Cristian se dejó caer en la silla ejecutiva de su oficina con un suspiro de agotamiento. Cerró los ojos por un momento, dejando que su cabeza descansara contra el respaldo de cuero negro. Su cuerpo estaba extenuado, su mente saturada. La universidad, la empresa y el peso de la familia Soto estaban consumiendo su juventud a un ritmo alarmante.
Con un gesto automático, subió los pies sobre la mesa de cristal frente a él, sin importarle la imagen que daba. Aquel despacho, aunque elegante y decorado con un gusto sobrio, no le ofrecía consuelo. Era solo un recordatorio de la responsabilidad que ahora cargaba sobre sus hombros, una carga que nunca pidió pero que debía soportar.
El sonido de unos ligeros golpes en la puerta lo sacó de su letargo.
—Buenas tardes, señor Soto. Tiene una visita —anunció la voz firme pero cautelosa de su secretaria.
Cristian entreabrió los ojos con fastidio.

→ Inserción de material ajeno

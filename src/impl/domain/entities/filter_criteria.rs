use std::collections::BTreeSet;

use chrono::NaiveDate;

use crate::entities::Tenor;

/// Selection for one filterable dimension.
#[derive(Debug, Clone, PartialEq, Eq, Hash, Default)]
pub enum Criterion<T> {
    #[default]
    NoConstraint,
    Value(T),
}

/// Inclusive calendar-date range. An inverted range (`start > end`) is valid
/// and simply matches nothing.
#[derive(Debug, Clone, Copy, PartialEq, Eq, Hash)]
pub struct DateRange {
    pub start: NaiveDate,
    pub end: NaiveDate,
}

/// Marketers shown in the daily achievement view.
#[derive(Debug, Clone, PartialEq, Eq, Hash, Default)]
pub enum MarketerSelection {
    /// Every marketer present in the filtered table.
    #[default]
    AllInView,
    /// Exactly these names. An empty set shows nothing.
    Only(BTreeSet<String>),
}

/// Current sidebar selection.
#[derive(Debug, Clone, PartialEq, Eq, Hash)]
pub struct FilterCriteria {
    pub company: Criterion<String>,
    pub marketer: Criterion<String>,
    pub status: Criterion<String>,
    pub tenor: Criterion<Tenor>,
    /// `None` when the data has no parsable dates; matches no record.
    pub date_range: Option<DateRange>,
    pub daily_marketers: MarketerSelection,
}

// --

impl<T: PartialEq> Criterion<T> {
    pub fn admits(&self, value: &T) -> bool {
        match self {
            Criterion::NoConstraint => true,
            Criterion::Value(v) => v == value,
        }
    }

    /// Like `admits`, for nullable fields. A null field only passes when
    /// unconstrained.
    pub fn admits_opt(&self, value: Option<&T>) -> bool {
        match (self, value) {
            (Criterion::NoConstraint, _) => true,
            (Criterion::Value(v), Some(value)) => v == value,
            (Criterion::Value(_), None) => false,
        }
    }

    pub fn value(&self) -> Option<&T> {
        match self {
            Criterion::NoConstraint => None,
            Criterion::Value(v) => Some(v),
        }
    }
}

impl DateRange {
    pub fn new(start: NaiveDate, end: NaiveDate) -> Self {
        Self { start, end }
    }

    pub fn contains(&self, date: NaiveDate) -> bool {
        self.start <= date && date <= self.end
    }
}

impl FilterCriteria {
    /// Every scalar dimension unconstrained, dates limited to `date_range`.
    pub fn unconstrained(date_range: Option<DateRange>) -> Self {
        Self {
            company: Criterion::NoConstraint,
            marketer: Criterion::NoConstraint,
            status: Criterion::NoConstraint,
            tenor: Criterion::NoConstraint,
            date_range,
            daily_marketers: MarketerSelection::AllInView,
        }
    }
}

—¿Quién es? —preguntó con desdén, sin molestarse en bajar los pies de la mesa. Luego frunció el ceño y miró hacia la puerta con impaciencia—. ¿Acaso tenía una cita? ¿Desde cuándo dejas pasar a cualquiera?
Su tono era afilado, cortante, como un látigo dirigido a la joven que permanecía de pie en la entrada, claramente incómoda ante su mal humor.
—Es el señor Carbone —dijo ella rápidamente, haciéndose a un lado para dar paso a un hombre mayor, elegantemente vestido, que entró con paso seguro.
Cristian se irguió de inmediato en su silla y bajó los pies de la mesa con un leve golpe. Observó con atención al recién llegado: Juan Carlos Vittorio Carbone, el patriarca de una de las familias más influyentes dentro de la mafia italiana. No era un hombre que acostumbrara a hacer visitas sin previo aviso.
Pero lo que realmente capturó su atención no fue el hombre mayor, sino el joven que lo acompañaba.